#### PROMPT:
Where the string "UnsupportedVersion" occurs in a line of the entries below, copy that line.

[Stored records]
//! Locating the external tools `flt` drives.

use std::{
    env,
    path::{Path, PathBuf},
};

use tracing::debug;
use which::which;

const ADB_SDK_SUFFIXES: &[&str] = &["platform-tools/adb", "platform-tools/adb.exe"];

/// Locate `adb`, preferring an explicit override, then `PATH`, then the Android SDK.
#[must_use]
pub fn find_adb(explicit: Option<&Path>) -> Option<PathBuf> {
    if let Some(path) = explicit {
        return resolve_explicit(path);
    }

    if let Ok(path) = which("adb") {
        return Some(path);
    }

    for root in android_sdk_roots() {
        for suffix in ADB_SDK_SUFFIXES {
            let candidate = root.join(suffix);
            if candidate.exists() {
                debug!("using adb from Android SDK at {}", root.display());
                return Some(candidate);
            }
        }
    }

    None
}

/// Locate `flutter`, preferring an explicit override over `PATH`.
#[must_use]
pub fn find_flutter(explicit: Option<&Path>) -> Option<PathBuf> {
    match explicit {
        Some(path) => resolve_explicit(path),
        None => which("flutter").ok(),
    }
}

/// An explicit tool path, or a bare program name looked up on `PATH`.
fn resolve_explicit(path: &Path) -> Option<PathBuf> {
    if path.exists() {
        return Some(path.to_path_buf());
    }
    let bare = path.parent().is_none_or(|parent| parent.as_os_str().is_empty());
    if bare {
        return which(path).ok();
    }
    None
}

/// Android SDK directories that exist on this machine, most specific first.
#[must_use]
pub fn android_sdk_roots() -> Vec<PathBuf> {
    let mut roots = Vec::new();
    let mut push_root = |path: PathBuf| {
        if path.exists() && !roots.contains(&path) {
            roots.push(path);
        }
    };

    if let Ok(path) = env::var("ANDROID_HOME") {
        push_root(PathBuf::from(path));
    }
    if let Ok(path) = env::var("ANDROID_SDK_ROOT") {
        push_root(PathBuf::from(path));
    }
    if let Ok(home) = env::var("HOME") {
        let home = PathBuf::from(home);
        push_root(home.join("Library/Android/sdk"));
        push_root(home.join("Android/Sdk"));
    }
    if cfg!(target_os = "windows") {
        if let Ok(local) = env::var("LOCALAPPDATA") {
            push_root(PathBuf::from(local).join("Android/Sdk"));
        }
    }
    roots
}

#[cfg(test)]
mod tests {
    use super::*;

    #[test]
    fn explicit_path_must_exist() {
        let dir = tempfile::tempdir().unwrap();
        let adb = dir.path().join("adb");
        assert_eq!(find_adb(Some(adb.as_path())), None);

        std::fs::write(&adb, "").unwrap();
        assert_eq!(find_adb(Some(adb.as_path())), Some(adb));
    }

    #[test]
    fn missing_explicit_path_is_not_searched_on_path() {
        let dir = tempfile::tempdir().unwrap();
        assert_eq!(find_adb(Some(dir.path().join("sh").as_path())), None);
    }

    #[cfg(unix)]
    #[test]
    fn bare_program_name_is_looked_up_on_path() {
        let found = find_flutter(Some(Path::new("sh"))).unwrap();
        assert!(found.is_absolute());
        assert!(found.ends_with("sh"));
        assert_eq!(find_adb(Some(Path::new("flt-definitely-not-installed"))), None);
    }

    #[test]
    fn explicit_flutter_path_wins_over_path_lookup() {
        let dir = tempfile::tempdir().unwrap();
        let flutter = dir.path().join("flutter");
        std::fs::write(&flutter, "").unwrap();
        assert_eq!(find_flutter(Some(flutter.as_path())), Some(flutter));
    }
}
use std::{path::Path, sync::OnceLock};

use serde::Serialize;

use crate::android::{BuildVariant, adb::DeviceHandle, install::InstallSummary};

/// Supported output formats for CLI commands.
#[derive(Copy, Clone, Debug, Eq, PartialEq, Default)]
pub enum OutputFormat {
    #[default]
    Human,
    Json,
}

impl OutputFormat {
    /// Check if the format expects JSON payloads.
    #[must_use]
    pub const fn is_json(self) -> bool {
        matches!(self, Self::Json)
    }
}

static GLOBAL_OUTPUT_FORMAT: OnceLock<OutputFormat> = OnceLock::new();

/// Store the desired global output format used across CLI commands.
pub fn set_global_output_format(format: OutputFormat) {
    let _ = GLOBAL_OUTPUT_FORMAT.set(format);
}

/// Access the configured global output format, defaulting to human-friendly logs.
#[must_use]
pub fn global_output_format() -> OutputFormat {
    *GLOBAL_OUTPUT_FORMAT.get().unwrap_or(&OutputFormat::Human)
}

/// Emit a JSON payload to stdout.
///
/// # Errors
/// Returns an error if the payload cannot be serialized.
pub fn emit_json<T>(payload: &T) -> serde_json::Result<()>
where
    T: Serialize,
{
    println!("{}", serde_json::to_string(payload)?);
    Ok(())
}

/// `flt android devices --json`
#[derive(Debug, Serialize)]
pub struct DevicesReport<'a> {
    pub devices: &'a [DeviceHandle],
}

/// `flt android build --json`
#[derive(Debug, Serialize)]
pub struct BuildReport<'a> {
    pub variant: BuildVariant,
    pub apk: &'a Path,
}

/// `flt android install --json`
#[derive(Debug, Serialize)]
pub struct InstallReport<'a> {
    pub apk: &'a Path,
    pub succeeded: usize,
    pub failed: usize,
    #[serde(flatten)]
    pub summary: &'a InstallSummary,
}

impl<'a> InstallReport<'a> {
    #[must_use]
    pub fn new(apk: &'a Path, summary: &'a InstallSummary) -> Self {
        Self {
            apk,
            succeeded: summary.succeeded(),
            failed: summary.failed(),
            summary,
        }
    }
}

---

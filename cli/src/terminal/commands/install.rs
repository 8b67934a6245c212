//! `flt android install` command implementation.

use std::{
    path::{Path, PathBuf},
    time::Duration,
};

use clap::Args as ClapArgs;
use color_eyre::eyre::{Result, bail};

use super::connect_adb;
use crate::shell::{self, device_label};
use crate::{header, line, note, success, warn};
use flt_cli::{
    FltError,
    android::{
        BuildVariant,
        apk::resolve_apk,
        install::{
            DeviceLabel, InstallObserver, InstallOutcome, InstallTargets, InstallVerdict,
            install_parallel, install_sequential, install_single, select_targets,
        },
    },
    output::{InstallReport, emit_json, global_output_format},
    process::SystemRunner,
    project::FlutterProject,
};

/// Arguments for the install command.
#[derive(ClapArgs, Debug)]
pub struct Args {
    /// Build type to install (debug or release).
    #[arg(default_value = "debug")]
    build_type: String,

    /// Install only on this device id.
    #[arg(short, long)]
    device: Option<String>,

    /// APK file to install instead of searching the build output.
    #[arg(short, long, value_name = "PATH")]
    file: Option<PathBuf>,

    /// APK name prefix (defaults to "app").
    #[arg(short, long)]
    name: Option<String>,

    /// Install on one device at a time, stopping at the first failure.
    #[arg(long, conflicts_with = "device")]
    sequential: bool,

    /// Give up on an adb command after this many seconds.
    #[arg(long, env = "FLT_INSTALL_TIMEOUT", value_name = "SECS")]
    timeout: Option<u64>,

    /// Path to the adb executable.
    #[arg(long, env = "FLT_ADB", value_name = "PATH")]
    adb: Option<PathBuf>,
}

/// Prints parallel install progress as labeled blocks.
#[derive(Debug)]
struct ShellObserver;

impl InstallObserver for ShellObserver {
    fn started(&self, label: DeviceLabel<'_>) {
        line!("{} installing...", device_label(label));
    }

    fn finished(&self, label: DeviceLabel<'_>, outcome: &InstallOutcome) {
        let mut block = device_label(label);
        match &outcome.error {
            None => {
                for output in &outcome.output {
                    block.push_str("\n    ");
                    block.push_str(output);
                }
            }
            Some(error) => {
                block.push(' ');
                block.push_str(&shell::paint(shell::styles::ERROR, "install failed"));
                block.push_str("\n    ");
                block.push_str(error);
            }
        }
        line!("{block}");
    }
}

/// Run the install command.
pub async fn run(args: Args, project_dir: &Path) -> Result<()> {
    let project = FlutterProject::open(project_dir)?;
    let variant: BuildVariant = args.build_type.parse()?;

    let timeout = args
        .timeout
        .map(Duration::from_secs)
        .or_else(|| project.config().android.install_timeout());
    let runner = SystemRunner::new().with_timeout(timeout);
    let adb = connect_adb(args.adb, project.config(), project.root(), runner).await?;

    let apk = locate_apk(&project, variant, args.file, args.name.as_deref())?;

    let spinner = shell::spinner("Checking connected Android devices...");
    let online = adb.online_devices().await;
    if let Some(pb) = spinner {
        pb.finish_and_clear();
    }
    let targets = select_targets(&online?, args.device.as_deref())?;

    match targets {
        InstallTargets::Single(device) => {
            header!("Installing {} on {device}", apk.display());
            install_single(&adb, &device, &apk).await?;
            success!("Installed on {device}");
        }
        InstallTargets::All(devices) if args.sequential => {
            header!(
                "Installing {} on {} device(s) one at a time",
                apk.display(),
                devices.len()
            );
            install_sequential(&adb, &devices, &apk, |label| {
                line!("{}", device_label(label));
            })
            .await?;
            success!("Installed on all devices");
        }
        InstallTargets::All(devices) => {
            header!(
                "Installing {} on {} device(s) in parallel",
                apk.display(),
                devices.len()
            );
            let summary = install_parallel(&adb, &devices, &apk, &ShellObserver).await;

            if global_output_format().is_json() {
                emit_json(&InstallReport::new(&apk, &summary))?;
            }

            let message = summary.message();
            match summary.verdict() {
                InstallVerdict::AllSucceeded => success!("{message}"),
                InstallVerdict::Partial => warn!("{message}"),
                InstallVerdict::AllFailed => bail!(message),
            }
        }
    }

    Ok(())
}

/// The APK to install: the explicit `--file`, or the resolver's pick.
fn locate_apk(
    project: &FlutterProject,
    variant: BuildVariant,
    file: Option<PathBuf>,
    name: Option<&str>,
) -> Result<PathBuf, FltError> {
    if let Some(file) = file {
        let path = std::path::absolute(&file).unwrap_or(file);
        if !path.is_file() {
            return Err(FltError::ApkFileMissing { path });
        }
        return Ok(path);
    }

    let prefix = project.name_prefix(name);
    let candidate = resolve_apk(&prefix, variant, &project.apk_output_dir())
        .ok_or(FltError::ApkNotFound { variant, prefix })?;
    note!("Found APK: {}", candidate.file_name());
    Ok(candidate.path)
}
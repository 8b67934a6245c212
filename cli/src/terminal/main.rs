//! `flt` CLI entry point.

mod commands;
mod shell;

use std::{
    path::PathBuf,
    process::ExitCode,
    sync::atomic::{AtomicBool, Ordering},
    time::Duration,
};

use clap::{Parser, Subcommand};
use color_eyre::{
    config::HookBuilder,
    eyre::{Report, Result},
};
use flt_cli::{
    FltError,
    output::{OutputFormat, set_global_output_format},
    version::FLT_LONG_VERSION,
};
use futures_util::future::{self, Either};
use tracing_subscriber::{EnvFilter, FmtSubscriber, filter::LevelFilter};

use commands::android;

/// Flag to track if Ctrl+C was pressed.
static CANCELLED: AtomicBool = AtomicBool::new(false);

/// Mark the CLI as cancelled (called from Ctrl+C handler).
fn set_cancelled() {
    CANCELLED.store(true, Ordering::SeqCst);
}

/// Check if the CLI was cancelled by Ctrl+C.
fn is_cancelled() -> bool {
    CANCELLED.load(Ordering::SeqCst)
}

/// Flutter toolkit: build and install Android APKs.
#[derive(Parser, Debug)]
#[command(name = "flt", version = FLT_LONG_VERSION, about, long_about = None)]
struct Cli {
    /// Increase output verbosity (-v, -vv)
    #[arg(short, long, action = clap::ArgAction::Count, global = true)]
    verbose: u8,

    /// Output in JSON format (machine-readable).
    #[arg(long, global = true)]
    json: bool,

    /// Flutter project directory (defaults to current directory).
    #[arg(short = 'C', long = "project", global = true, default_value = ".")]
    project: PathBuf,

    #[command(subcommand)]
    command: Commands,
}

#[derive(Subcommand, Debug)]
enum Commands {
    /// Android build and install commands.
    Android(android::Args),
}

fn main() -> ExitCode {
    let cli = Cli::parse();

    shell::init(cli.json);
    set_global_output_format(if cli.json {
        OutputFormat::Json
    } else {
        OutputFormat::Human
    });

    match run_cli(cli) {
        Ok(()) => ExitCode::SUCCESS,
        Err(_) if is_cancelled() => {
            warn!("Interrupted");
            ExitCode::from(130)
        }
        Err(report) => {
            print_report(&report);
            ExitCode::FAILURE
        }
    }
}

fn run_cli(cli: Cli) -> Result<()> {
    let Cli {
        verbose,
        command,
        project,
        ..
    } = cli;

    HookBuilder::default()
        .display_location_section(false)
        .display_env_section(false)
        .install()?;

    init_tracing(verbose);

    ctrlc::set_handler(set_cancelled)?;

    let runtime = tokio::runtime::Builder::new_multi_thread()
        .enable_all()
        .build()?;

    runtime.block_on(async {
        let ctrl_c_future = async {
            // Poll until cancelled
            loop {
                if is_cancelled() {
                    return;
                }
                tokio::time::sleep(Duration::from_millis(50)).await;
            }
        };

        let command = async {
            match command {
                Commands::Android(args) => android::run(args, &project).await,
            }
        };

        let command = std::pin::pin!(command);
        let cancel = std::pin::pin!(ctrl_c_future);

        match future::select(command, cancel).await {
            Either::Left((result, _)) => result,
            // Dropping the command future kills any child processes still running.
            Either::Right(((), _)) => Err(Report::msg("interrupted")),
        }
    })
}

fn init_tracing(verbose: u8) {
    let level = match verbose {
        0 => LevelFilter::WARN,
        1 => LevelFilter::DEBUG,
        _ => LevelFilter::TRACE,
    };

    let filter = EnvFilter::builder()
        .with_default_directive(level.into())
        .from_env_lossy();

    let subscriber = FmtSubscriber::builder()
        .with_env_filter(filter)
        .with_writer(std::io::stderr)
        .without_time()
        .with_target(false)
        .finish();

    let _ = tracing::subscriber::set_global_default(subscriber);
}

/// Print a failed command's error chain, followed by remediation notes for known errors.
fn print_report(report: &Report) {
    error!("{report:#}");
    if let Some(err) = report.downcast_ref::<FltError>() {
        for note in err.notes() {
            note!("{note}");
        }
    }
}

* * *

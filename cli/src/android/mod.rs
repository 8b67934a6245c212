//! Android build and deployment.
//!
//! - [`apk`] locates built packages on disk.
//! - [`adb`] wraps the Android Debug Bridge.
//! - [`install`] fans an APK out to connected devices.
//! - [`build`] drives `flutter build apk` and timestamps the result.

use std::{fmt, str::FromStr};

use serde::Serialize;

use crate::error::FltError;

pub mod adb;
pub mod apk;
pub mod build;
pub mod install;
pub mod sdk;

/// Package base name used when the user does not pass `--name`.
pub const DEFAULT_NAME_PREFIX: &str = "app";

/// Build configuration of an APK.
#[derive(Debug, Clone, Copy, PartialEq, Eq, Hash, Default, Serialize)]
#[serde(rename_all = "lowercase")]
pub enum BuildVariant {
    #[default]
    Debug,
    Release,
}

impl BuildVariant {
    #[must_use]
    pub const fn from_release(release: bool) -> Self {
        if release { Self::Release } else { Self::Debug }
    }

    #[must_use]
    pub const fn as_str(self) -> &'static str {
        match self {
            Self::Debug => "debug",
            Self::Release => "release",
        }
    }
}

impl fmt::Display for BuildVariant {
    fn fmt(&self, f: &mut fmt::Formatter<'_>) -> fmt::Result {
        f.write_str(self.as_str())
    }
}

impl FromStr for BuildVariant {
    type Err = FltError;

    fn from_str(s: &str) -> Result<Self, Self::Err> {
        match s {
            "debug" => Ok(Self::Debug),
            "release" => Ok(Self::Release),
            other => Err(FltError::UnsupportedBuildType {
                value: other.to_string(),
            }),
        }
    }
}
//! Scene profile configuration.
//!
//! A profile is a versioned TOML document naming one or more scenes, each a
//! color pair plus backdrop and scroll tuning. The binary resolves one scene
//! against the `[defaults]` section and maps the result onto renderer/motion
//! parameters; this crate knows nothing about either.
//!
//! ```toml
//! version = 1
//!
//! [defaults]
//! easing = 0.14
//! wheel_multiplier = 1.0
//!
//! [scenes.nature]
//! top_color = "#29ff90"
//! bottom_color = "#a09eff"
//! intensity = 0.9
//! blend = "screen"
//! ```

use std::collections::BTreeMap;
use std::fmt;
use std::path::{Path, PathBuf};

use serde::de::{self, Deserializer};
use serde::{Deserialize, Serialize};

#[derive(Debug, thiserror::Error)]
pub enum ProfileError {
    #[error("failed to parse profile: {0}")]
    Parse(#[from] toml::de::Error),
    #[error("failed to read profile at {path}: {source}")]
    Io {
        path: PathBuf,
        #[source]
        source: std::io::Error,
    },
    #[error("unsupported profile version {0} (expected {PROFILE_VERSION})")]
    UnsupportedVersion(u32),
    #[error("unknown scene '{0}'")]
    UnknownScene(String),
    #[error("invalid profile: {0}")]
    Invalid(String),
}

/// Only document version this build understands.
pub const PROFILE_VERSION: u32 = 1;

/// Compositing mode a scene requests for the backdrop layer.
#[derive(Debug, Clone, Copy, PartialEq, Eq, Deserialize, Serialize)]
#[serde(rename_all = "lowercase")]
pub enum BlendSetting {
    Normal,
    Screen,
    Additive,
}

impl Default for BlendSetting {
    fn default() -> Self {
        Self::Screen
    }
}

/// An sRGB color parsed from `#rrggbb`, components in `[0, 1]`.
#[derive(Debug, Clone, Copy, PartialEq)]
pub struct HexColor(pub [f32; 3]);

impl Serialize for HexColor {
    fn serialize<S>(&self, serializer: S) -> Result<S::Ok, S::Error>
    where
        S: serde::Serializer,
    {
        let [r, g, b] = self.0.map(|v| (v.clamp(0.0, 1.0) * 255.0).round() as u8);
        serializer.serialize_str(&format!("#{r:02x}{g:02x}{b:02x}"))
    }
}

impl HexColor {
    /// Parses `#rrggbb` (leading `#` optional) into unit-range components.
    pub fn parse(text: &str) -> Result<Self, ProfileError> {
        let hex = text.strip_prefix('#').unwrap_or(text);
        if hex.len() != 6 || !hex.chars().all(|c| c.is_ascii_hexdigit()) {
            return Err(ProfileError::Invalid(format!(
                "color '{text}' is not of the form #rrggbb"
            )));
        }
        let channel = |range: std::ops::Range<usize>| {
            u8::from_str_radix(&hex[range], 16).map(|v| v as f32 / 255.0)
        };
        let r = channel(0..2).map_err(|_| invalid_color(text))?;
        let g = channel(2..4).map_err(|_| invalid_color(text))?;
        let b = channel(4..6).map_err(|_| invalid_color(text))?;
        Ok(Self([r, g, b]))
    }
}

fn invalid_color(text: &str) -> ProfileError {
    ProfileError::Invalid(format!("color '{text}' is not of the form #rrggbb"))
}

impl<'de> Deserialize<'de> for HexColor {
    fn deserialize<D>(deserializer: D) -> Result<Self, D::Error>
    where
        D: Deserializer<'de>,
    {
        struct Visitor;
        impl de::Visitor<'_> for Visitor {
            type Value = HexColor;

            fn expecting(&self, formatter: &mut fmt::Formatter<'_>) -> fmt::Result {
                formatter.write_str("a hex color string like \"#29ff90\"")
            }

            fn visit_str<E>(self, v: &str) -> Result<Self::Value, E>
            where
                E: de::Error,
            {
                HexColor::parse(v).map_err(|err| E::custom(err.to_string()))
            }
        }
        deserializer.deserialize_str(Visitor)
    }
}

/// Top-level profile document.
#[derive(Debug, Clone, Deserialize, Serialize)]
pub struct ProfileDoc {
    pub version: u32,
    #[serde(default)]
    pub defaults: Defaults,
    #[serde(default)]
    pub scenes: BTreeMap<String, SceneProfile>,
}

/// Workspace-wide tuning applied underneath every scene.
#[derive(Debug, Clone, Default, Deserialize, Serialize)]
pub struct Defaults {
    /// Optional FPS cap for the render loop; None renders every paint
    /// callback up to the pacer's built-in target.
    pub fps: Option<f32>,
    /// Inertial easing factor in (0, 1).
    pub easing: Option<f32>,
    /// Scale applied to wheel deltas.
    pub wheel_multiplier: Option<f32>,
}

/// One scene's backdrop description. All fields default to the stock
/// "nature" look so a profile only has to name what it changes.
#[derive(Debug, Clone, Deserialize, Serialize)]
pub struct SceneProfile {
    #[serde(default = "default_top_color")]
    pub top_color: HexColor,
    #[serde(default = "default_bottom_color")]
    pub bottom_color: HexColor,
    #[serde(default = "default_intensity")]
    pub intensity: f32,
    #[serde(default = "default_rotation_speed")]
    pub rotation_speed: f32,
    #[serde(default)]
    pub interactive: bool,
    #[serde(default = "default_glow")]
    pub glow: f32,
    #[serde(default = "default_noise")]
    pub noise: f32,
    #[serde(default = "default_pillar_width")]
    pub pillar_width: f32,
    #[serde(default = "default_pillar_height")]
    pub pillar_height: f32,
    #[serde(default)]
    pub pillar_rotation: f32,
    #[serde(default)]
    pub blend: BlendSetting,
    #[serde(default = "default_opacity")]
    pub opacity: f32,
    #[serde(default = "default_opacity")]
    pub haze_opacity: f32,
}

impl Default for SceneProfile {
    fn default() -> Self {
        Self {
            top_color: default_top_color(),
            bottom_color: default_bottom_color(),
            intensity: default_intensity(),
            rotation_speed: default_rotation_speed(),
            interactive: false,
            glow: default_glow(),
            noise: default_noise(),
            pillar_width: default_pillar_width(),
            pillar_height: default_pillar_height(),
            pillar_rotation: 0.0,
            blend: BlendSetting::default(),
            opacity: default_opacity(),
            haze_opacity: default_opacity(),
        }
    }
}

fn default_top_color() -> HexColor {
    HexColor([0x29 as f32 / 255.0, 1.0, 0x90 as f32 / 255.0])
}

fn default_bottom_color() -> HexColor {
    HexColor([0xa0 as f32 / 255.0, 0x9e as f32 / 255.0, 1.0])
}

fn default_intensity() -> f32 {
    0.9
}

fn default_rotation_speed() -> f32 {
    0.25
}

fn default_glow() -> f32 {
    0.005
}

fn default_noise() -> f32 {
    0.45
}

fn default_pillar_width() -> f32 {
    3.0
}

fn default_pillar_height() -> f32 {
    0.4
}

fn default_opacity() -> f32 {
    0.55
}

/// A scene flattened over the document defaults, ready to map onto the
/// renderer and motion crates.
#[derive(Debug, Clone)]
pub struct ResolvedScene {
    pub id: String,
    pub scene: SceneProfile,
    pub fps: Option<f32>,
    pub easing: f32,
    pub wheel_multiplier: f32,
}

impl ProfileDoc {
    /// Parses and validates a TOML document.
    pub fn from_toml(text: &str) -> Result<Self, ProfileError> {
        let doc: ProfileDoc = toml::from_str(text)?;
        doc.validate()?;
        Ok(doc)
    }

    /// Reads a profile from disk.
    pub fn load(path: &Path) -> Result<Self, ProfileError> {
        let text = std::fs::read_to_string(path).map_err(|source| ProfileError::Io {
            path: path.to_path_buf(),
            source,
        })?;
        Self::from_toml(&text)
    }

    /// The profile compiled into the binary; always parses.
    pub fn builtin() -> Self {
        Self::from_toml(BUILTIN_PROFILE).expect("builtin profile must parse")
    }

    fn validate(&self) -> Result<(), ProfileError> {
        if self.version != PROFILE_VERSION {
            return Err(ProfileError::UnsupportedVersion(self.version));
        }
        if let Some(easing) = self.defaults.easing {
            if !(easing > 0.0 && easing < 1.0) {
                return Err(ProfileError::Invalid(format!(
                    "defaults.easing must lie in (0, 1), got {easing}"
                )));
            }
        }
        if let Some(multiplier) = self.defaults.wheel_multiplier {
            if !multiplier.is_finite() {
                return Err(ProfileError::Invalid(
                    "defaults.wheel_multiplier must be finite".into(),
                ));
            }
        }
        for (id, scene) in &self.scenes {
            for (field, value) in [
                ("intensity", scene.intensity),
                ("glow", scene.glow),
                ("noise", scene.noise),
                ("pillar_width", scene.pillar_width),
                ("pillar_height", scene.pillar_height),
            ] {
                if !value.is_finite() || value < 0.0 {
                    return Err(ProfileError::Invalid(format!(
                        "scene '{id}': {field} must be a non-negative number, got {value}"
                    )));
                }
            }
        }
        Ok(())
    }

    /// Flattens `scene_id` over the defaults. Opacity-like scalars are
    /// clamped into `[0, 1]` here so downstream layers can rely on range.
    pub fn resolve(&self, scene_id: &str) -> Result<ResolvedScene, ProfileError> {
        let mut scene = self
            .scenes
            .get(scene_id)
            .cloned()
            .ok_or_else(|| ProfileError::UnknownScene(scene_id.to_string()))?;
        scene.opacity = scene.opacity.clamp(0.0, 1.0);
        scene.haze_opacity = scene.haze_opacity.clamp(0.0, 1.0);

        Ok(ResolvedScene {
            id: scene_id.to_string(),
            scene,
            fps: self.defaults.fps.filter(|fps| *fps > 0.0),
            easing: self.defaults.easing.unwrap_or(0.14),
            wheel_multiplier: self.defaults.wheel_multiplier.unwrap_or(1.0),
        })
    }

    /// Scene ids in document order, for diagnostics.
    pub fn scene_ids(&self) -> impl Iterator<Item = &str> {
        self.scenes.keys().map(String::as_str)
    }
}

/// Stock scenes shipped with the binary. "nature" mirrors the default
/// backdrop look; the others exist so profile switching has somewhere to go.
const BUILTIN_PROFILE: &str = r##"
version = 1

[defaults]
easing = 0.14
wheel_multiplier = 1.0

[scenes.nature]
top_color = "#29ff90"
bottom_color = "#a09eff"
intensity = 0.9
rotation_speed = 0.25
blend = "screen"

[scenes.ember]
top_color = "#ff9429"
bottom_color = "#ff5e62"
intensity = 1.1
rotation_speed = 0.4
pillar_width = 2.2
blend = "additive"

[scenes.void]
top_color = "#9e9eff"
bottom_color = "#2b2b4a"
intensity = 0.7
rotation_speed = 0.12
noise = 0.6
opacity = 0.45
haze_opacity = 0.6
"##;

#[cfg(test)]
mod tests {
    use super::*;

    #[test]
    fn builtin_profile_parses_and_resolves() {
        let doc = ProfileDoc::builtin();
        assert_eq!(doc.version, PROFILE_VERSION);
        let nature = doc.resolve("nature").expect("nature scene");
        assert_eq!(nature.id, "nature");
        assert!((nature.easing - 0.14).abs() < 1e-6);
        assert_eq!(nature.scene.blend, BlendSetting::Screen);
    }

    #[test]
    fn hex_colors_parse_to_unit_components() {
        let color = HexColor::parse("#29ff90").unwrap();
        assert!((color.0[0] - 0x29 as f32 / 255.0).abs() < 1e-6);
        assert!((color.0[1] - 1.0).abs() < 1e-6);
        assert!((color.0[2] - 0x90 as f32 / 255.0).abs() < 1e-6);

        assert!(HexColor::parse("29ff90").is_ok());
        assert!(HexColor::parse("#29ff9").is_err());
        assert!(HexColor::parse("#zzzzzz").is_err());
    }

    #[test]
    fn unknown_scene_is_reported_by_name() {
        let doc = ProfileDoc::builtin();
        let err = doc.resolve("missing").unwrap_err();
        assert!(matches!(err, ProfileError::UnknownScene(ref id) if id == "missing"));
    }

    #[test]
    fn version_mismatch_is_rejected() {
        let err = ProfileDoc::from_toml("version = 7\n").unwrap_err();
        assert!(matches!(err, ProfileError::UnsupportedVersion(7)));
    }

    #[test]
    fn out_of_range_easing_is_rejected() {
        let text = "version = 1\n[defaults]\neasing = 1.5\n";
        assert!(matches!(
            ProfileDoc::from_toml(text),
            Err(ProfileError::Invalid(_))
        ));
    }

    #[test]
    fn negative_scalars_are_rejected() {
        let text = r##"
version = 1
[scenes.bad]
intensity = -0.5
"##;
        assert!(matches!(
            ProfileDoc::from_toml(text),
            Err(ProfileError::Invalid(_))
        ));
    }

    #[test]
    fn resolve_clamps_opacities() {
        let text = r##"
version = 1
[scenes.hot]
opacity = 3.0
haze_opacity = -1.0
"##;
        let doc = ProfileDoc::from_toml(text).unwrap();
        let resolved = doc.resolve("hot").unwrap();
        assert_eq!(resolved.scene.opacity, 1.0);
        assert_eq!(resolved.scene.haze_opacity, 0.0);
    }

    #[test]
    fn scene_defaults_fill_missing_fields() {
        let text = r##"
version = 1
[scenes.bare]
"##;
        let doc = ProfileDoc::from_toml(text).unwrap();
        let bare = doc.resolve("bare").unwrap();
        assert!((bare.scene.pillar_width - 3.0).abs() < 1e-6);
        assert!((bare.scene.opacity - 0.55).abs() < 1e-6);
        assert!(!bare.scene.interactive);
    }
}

#### RESPONSE TO THIS TASK:
    UnsupportedVersion(u32),
            return Err(ProfileError::UnsupportedVersion(self.version));
        assert!(matches!(err, ProfileError::UnsupportedVersion(7)));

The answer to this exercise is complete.